▽

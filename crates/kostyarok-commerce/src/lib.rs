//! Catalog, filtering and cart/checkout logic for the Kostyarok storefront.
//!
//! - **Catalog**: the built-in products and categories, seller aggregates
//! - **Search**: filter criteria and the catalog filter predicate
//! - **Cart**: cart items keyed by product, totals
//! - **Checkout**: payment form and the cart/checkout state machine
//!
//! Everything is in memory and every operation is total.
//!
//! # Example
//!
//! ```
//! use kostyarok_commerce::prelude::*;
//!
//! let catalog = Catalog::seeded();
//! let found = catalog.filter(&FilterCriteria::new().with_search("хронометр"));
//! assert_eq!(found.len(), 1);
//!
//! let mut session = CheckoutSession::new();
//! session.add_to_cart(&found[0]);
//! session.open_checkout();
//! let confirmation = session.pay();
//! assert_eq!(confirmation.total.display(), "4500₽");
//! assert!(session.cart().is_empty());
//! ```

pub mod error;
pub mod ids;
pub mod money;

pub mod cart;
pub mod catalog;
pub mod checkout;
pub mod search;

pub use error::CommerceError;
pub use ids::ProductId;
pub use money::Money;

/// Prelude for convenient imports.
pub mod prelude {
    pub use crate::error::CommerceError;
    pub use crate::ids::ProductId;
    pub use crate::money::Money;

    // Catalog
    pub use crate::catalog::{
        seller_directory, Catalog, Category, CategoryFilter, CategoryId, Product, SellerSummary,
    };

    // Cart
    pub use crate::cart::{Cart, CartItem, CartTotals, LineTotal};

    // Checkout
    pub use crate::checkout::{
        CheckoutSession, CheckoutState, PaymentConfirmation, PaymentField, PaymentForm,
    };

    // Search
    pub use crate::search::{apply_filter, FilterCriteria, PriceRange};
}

△
▽

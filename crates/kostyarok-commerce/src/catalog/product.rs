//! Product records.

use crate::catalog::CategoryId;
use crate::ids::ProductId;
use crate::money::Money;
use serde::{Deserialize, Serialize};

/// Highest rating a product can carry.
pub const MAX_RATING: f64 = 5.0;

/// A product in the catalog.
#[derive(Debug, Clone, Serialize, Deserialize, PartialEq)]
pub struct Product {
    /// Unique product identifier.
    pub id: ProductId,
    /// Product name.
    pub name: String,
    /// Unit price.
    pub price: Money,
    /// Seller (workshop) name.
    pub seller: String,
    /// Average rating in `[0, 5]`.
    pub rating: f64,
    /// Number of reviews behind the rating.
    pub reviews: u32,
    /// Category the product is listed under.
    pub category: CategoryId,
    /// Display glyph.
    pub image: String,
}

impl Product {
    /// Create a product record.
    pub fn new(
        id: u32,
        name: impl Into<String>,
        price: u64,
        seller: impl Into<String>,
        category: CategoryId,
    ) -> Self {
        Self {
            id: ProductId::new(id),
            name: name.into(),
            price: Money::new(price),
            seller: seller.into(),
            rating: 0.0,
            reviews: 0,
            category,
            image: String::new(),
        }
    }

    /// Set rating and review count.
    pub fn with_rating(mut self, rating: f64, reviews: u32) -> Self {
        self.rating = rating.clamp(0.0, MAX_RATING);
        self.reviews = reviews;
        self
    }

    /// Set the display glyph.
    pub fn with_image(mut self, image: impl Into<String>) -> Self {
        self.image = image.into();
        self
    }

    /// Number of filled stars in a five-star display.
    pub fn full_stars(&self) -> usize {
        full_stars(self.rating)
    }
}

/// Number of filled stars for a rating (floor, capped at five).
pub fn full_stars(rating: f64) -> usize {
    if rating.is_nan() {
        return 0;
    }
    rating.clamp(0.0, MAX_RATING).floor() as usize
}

△
▽

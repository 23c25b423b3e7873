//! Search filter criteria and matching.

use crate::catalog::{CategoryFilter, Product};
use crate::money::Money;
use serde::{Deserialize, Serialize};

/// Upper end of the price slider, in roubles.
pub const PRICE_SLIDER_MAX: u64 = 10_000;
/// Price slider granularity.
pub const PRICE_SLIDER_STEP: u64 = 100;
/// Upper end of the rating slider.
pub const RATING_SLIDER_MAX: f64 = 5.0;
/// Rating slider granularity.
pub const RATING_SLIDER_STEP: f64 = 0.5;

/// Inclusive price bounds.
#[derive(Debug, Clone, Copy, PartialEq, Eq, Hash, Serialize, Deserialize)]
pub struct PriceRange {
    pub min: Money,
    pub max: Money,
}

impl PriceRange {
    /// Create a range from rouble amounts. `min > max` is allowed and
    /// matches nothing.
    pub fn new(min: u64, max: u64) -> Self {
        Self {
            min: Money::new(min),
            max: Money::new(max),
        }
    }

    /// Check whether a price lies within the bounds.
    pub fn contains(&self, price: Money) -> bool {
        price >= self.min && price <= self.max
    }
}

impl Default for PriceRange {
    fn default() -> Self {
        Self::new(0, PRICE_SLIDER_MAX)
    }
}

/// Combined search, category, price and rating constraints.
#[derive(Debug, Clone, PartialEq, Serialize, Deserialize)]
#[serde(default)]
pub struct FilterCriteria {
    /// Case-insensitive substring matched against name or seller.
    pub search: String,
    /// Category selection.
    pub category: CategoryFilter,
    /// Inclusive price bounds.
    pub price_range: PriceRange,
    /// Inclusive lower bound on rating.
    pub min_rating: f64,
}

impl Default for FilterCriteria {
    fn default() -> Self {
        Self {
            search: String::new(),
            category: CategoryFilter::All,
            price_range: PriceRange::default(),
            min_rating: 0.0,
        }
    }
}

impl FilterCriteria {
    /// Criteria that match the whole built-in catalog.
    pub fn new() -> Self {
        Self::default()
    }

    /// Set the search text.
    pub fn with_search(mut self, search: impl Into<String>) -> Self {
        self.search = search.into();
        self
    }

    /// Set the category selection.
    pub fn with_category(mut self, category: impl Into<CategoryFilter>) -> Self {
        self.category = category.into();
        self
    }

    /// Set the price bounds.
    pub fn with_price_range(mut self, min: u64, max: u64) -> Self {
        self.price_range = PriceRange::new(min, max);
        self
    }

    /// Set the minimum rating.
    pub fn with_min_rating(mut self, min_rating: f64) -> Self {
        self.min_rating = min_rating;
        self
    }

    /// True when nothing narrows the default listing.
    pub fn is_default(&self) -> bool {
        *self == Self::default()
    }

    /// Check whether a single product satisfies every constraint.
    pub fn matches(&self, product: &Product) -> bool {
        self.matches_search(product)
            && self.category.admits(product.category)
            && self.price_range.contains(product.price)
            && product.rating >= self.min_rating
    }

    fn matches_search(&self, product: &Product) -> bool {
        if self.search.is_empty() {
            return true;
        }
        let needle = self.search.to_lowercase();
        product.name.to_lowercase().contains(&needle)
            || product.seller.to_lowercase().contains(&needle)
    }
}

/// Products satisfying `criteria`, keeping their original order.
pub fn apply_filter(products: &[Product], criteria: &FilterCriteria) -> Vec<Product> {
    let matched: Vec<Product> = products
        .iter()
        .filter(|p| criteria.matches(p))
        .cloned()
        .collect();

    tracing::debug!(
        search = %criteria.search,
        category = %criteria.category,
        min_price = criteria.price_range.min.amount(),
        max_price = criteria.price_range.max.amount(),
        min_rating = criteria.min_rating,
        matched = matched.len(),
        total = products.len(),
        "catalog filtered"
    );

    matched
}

△

Find the word "Upper" in the records, and report each line that has it.

## Result of this exercise
/// Upper end of the price slider, in roubles.
/// Upper end of the rating slider.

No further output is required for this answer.